The coronavirus pandemic may be global in scale, but its material impact on ordinary workers thus far has varied widely from one country to another — as has the relief offered by national governments when it comes to the lost wages and potential layoffs. As the New York Times observed earlier this week:
In a Queens apartment, a laid-off busboy has no idea if he will make next month’s rent or feed his family. An out-of-work waitress in Amsterdam, though, can count on the government to cover 90 percent of her wages. As a Malaysian florist anxiously burns through her savings, cafe owners in Brussels receive about $4,300 to make up for lost revenue.
With many workplaces shut down and normal economic activity grinding to a halt, the threat of mass layoffs and unprecedented unemployment across the globe cannot be overstated. From factories to restaurants, from offices to day-care centers, regular working rhythms are being disrupted, and ordinary workers are staying at home to slow the virus’s spread — raising the possibility that companies will simply cut their employees off to fend for themselves.
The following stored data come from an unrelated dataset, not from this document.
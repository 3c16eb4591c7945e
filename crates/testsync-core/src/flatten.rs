//! Tree flattening: run task tree → flat leaf lists.
//!
//! Traversal is breadth-first over an index-based work queue. The queue is a
//! plain `Vec` used as an arena: entries are appended at the tail and read
//! through a moving head index, so encounter order stays explicit and nothing
//! recurses on the call stack.

use std::sync::OnceLock;

use regex::Regex;
use serde::{Deserialize, Serialize};
use testsync_state::TestStatus;

use crate::run::{RunFile, Task};

/// Tag of tests whose file sits at the project root.
pub const ROOT_TAG: &str = "root";

/// A leaf test of the current run.
#[derive(Debug, Clone, PartialEq, Eq, Serialize, Deserialize)]
#[serde(rename_all = "camelCase")]
pub struct TestRecord {
    /// Task id, stable within one run only
    pub id: String,
    /// `[file, describe..., test]`, always at least two segments
    pub path: Vec<String>,
    /// `path[1..]` joined with ` > `
    pub title: String,
    /// First path segment, e.g. `components/Button`
    pub file: String,
    /// Base name of `file`, e.g. `Button`
    pub file_name: String,
    /// Directory of `file`, or [`ROOT_TAG`]
    pub tag: String,
    /// File name as reported by the run, e.g. `components/Button.test.tsx`
    pub file_path: String,
    pub status: TestStatus,
}

impl TestRecord {
    fn from_leaf(task: &Task, path: Vec<String>, file_path: &str) -> Self {
        let file = path[0].clone();
        let (tag, file_name) = match file.rsplit_once('/') {
            Some((dir, base)) if !dir.is_empty() => (dir.to_string(), base.to_string()),
            Some((_, base)) => (ROOT_TAG.to_string(), base.to_string()),
            None => (ROOT_TAG.to_string(), file.clone()),
        };

        TestRecord {
            id: task.id.clone(),
            title: path[1..].join(" > "),
            file,
            file_name,
            tag,
            file_path: file_path.to_string(),
            status: leaf_status(task),
            path,
        }
    }
}

/// Result state if the task ran, its declared mode otherwise.
pub fn leaf_status(task: &Task) -> TestStatus {
    task.result
        .as_ref()
        .and_then(|r| r.state.as_deref())
        .or(task.mode.as_deref())
        .map(TestStatus::parse)
        .unwrap_or(TestStatus::Unknown)
}

/// Strip a `.test.<ext>` / `.spec.<ext>` suffix from a test file name.
pub fn strip_test_suffix(file_name: &str) -> String {
    static SUFFIX: OnceLock<Regex> = OnceLock::new();
    let re = SUFFIX.get_or_init(|| {
        Regex::new(r"\.(?:test|spec)\.(?:[cm]?[jt]sx?)$").expect("valid suffix regex")
    });
    re.replace(file_name, "").into_owned()
}

/// A leaf reached by the walker, with its root-to-leaf path.
#[derive(Debug, Clone)]
pub struct Leaf<'a> {
    pub task: &'a Task,
    pub path: Vec<String>,
    /// Index of the owning file in the input slice
    pub file_index: usize,
}

struct Pending<'a> {
    task: &'a Task,
    path: Vec<String>,
    file_index: usize,
}

/// Breadth-first walk emitting leaves in encounter order.
fn walk<'a>(seeds: Vec<Pending<'a>>) -> Vec<Leaf<'a>> {
    let mut queue = seeds;
    let mut head = 0;
    let mut leaves = Vec::new();

    while head < queue.len() {
        let task = queue[head].task;
        let file_index = queue[head].file_index;
        let path = std::mem::take(&mut queue[head].path);
        head += 1;

        match &task.tasks {
            Some(children) => {
                for child in children {
                    let mut child_path = path.clone();
                    child_path.push(child.name.clone());
                    queue.push(Pending {
                        task: child,
                        path: child_path,
                        file_index,
                    });
                }
            }
            None => leaves.push(Leaf {
                task,
                path,
                file_index,
            }),
        }
    }

    leaves
}

fn seed<'a>(
    files: impl Iterator<Item = (usize, &'a RunFile)>,
    root_segment: impl Fn(&RunFile) -> String,
) -> Vec<Pending<'a>> {
    let mut seeds = Vec::new();
    for (file_index, file) in files {
        let root = root_segment(file);
        for task in &file.tasks {
            seeds.push(Pending {
                task,
                path: vec![root.clone(), task.name.clone()],
                file_index,
            });
        }
    }
    seeds
}

/// Every leaf test of the run, in breadth-first order, as [`TestRecord`]s.
pub fn flatten_tests(files: &[RunFile]) -> Vec<TestRecord> {
    let seeds = seed(files.iter().enumerate(), |f| strip_test_suffix(&f.name));
    walk(seeds)
        .into_iter()
        .map(|leaf| TestRecord::from_leaf(leaf.task, leaf.path, &files[leaf.file_index].name))
        .collect()
}

/// Leaves of failed files only. Paths start with the unstripped file name.
pub fn failed_leaves(files: &[RunFile]) -> Vec<Leaf<'_>> {
    let seeds = seed(
        files.iter().enumerate().filter(|(_, f)| f.failed()),
        |f| f.name.clone(),
    );
    walk(seeds)
}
Without their regular wages, many will soon find it impossible to pay the rent, afford their groceries, or purchase necessary medical supplies — raising the further possibility of human suffering on an unprecedented scale if sweeping measures are not taken in the coming days and weeks. The macroeconomic impacts could also be severe. People without wages are, after all, also unable to stimulate demand by way of consumption, meaning an economic downturn is liable to cascade quickly in the event of large-scale layoffs.
Recognizing exactly that possibility, many national governments — even some led by right-wing and traditionally market-zealous politicians — are taking action.
Rishi Sunak, chancellor in the UK’s right-wing Conservative administration, recently announced that the government will pay grants totaling as much as 80 percent of workers’ salaries if companies retain rather than lay them off — with payments capped at as much as £2,500 per month. In similar fashion, Denmark’s Social Democratic–led government last week struck a deal with employers and unions designed to avert mass layoffs by way of state subsidies covering 75 percent of workers’ wages (employers will be responsible for covering the remaining 25 percent). Applying to companies with fifty employees or more, or who would otherwise lay off at least 30 percent of their staff, the plan will at the very least extend security to many Danish workers and prevent outright economic catastrophe. Holland, meanwhile, plans to pay up to 90 percent of wages for companies most affected by the pandemic, with supplementary measures being taken to protect restaurants. In South Korea, the government’s employee-retention program covers at least 70 percent of wages and was recently expanded so that more businesses are now eligible.
Many of the plans are far from perfect, leaving out workers in especially vulnerable or precarious positions. Britain’s just-announced measures, for example, do nothing for some two million low earners not entitled to statutory sick pay or the huge numbers of people who are self-employed. Even social-democratic Denmark’s sweeping deal between state, unions, and employers leaves out many precarious workers (such as those on zero-hour contracts).
Nonetheless, such measures go far beyond anything currently on the books in the United States, where a workforce already far less secure than its European equivalents and lacking a strong social safety net to fall back on is facing the possibility of a crisis far exceeding that of 2008 in its severity. Unemployment claims in the United States are already off the charts, with the anticipated figures being so ominous the Trump administration recently tried to get states to delay their release.
As Congress offers corporate America a massive and larcenous bailout with even fewer strings attached than its 2008 equivalent, American workers facing looming layoffs are still waiting. While representatives Mark Pocan (who chairs the Democratic Party’s Progressive Caucus) and Rosa DeLauro are championing legislation similar in strategy and aim to that put in place across parts of Europe and Asia, it remains unclear how much support it will get from the majority leadership in the House led by Nancy Pelosi — and is almost certain to be fought tooth and nail by Republicans in the Senate. There, Bernie Sanders has been pursuing measures designed to encourage companies to keep workers on the payroll, having successfully fought to protect unemployment checks for the poorest Americans in Congress’s massive coronavirus spending package earlier this week (significantly, Sanders has also pushed an expansion of unemployment insurance that includes “those who depend on tips, gig workers, domestic workers, freelancers, and independent contractors”).
With a record 3.3 million Americans filing for unemployment last week alone, failure to protect workers’ wages will all but guarantee an even more drastic spike in layoffs — the human cost of which is almost impossible to fathom. Means-tested cash transfers, such as those found in the recent stimulus bill, are inadequate and will do nothing to prevent even more people from losing their jobs. With billions in funds being doled out to industry after industry, it’s abundantly clear whose interests matter most in the American legislative process. But American workers desperately need a bailout of their own — and they need it now more than ever.